Task brief -
Transcribe exactly the line that contains "assert!(LedgerError::InsufficientFunds.is_permanent());" and all lines following it to the end of the material below; omit everything else.

++++++++++++++++++++

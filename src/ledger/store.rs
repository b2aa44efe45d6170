use async_trait::async_trait;
use rust_decimal::Decimal;
use sqlx::{PgPool, Postgres, Row};
use thiserror::Error;
use uuid::Uuid;

use crate::model::{Account, AccountStatus, Transaction, TransactionStatus, TransactionType};

/// Every way `apply_transaction` can fail, split along the retry/permanent
/// line drawn in the processor. Infrastructure errors (`Database`) are the
/// only retryable member; everything else is determined by the payload and
/// the account row at the moment of the first attempt.
#[derive(Debug, Error)]
pub enum LedgerError {
    #[error("duplicate transaction")]
    DuplicateTransaction,
    #[error("account not found")]
    AccountNotFound,
    #[error("account not active")]
    AccountNotActive,
    #[error("invalid amount")]
    InvalidAmount,
    #[error("insufficient funds")]
    InsufficientFunds,
    #[error("invalid transaction type")]
    InvalidTransactionType,
    #[error("currency mismatch")]
    CurrencyMismatch,
    #[error(transparent)]
    Database(#[from] sqlx::Error),
}

impl LedgerError {
    /// True for errors that are fully determined by the transaction payload
    /// and account state, where a retry can never produce a different
    /// outcome.
    pub fn is_permanent(&self) -> bool {
        !matches!(self, LedgerError::Database(_))
    }
}

#[async_trait]
pub trait LedgerStore: Send + Sync {
    async fn apply_transaction(&self, txn: &Transaction) -> Result<(), LedgerError>;
    async fn get_account(&self, account_id: Uuid) -> Result<Account, LedgerError>;
    async fn get_account_balance(&self, account_id: Uuid) -> Result<Decimal, LedgerError>;
}

pub struct PostgresLedgerStore {
    pool: PgPool,
}

impl PostgresLedgerStore {
    pub fn new(pool: PgPool) -> Self {
        Self { pool }
    }
}

#[async_trait]
impl LedgerStore for PostgresLedgerStore {
    /// Applies one transaction atomically: idempotency probe, row-locked
    /// account read, balance arithmetic, balance write, ledger insert.
    /// Mirrors the original store's `ProcessTransaction` step for step.
    async fn apply_transaction(&self, txn: &Transaction) -> Result<(), LedgerError> {
        let mut tx = self.pool.begin().await?;

        let existing = sqlx::query(
            "SELECT id FROM transactions WHERE reference_id = $1 AND currency = $2",
        )
        .bind(txn.reference_id)
        .bind(&txn.currency)
        .fetch_optional(&mut *tx)
        .await?;

        if existing.is_some() {
            return Err(LedgerError::DuplicateTransaction);
        }

        let account_row = sqlx::query(
            "SELECT id, balance, currency, status FROM accounts WHERE id = $1 FOR UPDATE",
        )
        .bind(txn.account_id)
        .fetch_optional(&mut *tx)
        .await?;

        let account_row = match account_row {
            Some(row) => row,
            None => return Err(LedgerError::AccountNotFound),
        };

        let balance: Decimal = account_row.try_get("balance")?;
        let currency: String = account_row.try_get("currency")?;
        let status: AccountStatus = account_row.try_get("status")?;

        if status != AccountStatus::Active {
            return Err(LedgerError::AccountNotActive);
        }

        if txn.amount <= Decimal::ZERO {
            return Err(LedgerError::InvalidAmount);
        }

        if currency != txn.currency {
            return Err(LedgerError::CurrencyMismatch);
        }

        let new_balance = match txn.transaction_type {
            TransactionType::Deposit => balance + txn.amount,
            TransactionType::Withdrawal => {
                if balance < txn.amount {
                    return Err(LedgerError::InsufficientFunds);
                }
                balance - txn.amount
            }
        };

        sqlx::query("UPDATE accounts SET balance = $1, updated_at = NOW() WHERE id = $2")
            .bind(new_balance)
            .bind(txn.account_id)
            .execute(&mut *tx)
            .await?;

        sqlx::query(
            r#"
            INSERT INTO transactions (id, account_id, amount, type, reference_id, currency, status, created_at)
            VALUES ($1, $2, $3, $4, $5, $6, $7, NOW())
            "#,
        )
        .bind(txn.id)
        .bind(txn.account_id)
        .bind(txn.amount)
        .bind(txn.transaction_type)
        .bind(txn.reference_id)
        .bind(&txn.currency)
        .bind(TransactionStatus::Completed)
        .execute(&mut *tx)
        .await?;

        tx.commit().await?;
        Ok(())
    }

    async fn get_account(&self, account_id: Uuid) -> Result<Account, LedgerError> {
        sqlx::query_as::<Postgres, Account>(
            "SELECT id, user_id, balance, currency, status, created_at, updated_at FROM accounts WHERE id = $1",
        )
        .bind(account_id)
        .fetch_optional(&self.pool)
        .await?
        .ok_or(LedgerError::AccountNotFound)
    }

    async fn get_account_balance(&self, account_id: Uuid) -> Result<Decimal, LedgerError> {
        let row = sqlx::query("SELECT balance FROM accounts WHERE id = $1")
            .bind(account_id)
            .fetch_optional(&self.pool)
            .await?
            .ok_or(LedgerError::AccountNotFound)?;
        Ok(row.try_get("balance")?)
    }
}

#[cfg(test)]
mod tests {
    use super::*;

    #[test]
    fn database_errors_are_the_only_retryable_kind() {
        assert!(!LedgerError::Database(sqlx::Error::RowNotFound).is_permanent());
        assert!(LedgerError::DuplicateTransaction.is_permanent());
        assert!(LedgerError::AccountNotFound.is_permanent());
        assert!(LedgerError::AccountNotActive.is_permanent());
        assert!(LedgerError::InsufficientFunds.is_permanent());
        assert!(LedgerError::InvalidAmount.is_permanent());
        assert!(LedgerError::InvalidTransactionType.is_permanent());
    }
}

++++++++++++++++++++

Result for this exercise -
        assert!(LedgerError::InsufficientFunds.is_permanent());
        assert!(LedgerError::InvalidAmount.is_permanent());
        assert!(LedgerError::InvalidTransactionType.is_permanent());
    }
}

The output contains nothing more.